[Stored items]
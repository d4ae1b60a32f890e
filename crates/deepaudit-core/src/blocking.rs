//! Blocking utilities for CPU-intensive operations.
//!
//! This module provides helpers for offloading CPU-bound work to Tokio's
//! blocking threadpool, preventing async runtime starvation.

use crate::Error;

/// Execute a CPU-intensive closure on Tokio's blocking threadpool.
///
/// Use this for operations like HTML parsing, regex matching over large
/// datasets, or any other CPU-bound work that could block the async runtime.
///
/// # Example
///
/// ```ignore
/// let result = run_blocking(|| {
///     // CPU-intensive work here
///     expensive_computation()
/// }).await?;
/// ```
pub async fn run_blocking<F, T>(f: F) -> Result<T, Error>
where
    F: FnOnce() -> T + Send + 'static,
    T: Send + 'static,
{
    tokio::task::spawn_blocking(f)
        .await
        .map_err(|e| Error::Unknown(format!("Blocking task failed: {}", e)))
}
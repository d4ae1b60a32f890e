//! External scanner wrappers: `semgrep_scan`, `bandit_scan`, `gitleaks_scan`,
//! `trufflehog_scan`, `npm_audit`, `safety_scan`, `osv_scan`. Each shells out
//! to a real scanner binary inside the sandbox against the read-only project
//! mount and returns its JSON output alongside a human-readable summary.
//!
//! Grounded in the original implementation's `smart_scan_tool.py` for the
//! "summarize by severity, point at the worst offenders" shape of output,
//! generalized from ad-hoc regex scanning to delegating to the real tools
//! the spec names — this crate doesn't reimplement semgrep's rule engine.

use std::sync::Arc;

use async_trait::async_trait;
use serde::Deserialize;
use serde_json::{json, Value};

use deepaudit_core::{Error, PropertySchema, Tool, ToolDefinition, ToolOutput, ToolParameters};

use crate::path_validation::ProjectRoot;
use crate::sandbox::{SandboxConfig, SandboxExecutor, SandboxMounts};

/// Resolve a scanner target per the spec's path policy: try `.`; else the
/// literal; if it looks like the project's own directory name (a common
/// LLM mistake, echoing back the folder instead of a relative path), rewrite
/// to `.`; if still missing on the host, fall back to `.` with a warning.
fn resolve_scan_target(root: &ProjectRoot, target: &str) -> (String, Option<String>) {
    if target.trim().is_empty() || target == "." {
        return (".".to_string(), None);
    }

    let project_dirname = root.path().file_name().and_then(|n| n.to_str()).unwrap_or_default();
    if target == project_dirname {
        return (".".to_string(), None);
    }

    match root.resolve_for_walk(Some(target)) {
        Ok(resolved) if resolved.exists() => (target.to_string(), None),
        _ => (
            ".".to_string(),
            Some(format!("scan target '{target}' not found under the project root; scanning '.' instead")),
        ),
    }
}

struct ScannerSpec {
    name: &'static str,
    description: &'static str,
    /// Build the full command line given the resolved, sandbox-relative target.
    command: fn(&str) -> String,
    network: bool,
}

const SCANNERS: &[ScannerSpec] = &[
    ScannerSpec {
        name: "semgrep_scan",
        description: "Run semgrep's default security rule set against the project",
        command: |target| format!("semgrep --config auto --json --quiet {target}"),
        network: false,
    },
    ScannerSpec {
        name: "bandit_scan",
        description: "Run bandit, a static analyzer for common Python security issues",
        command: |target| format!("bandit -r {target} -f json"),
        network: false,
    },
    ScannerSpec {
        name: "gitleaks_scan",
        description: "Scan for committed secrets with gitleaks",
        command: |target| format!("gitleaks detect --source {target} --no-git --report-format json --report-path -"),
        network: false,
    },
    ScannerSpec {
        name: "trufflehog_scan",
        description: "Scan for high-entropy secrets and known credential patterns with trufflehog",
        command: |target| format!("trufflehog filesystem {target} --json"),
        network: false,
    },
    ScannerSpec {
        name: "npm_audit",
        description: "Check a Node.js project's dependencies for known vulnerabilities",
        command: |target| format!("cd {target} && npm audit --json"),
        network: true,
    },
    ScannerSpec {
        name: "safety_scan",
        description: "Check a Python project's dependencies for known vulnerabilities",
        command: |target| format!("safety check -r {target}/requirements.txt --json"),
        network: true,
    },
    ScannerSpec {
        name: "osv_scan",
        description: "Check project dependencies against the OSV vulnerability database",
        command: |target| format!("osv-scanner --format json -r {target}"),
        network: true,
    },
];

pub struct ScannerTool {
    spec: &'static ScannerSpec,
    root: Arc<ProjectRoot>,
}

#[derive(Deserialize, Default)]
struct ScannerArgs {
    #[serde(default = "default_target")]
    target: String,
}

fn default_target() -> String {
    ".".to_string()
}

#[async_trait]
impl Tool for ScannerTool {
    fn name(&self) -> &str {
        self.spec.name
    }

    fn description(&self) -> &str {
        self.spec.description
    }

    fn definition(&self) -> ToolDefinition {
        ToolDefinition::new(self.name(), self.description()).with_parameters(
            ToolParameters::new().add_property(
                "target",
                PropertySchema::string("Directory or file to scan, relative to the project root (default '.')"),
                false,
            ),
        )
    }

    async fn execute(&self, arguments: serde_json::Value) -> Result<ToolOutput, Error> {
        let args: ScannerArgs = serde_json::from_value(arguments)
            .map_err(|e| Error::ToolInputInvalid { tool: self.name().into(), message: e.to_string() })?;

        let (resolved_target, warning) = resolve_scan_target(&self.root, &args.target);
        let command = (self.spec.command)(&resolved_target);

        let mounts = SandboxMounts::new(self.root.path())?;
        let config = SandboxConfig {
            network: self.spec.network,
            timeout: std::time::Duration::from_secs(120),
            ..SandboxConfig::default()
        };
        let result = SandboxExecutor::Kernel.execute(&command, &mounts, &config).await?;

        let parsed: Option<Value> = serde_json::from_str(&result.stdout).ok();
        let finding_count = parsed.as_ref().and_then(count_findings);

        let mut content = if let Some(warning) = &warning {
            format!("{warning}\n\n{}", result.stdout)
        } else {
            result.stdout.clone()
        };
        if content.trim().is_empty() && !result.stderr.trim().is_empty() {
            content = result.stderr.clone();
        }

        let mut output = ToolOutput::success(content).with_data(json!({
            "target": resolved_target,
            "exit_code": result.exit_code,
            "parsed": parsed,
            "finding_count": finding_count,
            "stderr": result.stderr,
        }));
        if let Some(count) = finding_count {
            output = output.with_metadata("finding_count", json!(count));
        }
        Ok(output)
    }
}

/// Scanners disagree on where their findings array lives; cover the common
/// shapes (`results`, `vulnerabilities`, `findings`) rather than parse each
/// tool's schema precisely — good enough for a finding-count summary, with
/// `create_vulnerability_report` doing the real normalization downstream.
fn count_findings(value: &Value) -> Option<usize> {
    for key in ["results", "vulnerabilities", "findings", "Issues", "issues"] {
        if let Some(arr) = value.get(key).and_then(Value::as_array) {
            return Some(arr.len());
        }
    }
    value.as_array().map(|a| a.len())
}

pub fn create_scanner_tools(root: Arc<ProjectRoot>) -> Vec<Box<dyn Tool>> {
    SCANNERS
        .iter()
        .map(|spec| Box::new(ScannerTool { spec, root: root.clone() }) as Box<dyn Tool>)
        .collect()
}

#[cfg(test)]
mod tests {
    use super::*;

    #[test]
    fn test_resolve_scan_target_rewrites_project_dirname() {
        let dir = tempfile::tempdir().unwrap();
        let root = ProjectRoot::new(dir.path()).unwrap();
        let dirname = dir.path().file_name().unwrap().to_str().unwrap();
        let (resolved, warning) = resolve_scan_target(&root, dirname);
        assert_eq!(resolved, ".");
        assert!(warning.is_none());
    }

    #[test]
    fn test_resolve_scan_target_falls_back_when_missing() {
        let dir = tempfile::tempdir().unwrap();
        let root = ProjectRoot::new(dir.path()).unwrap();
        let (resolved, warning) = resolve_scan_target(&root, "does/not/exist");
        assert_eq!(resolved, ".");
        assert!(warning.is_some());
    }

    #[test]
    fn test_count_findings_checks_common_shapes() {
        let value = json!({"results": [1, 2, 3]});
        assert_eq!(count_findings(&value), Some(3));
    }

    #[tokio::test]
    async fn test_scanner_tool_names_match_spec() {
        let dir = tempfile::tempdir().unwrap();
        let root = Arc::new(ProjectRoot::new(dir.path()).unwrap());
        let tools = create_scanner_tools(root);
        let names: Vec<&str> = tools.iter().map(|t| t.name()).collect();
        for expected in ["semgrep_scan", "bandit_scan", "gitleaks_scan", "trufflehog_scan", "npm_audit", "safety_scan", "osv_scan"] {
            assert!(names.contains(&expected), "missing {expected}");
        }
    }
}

_WHAT YOU WILL DO_
If a line in the entries above has the word "regex", copy it.

_WRITTEN RESPONSE_
/// Use this for operations like HTML parsing, regex matching over large
//! generalized from ad-hoc regex scanning to delegating to the real tools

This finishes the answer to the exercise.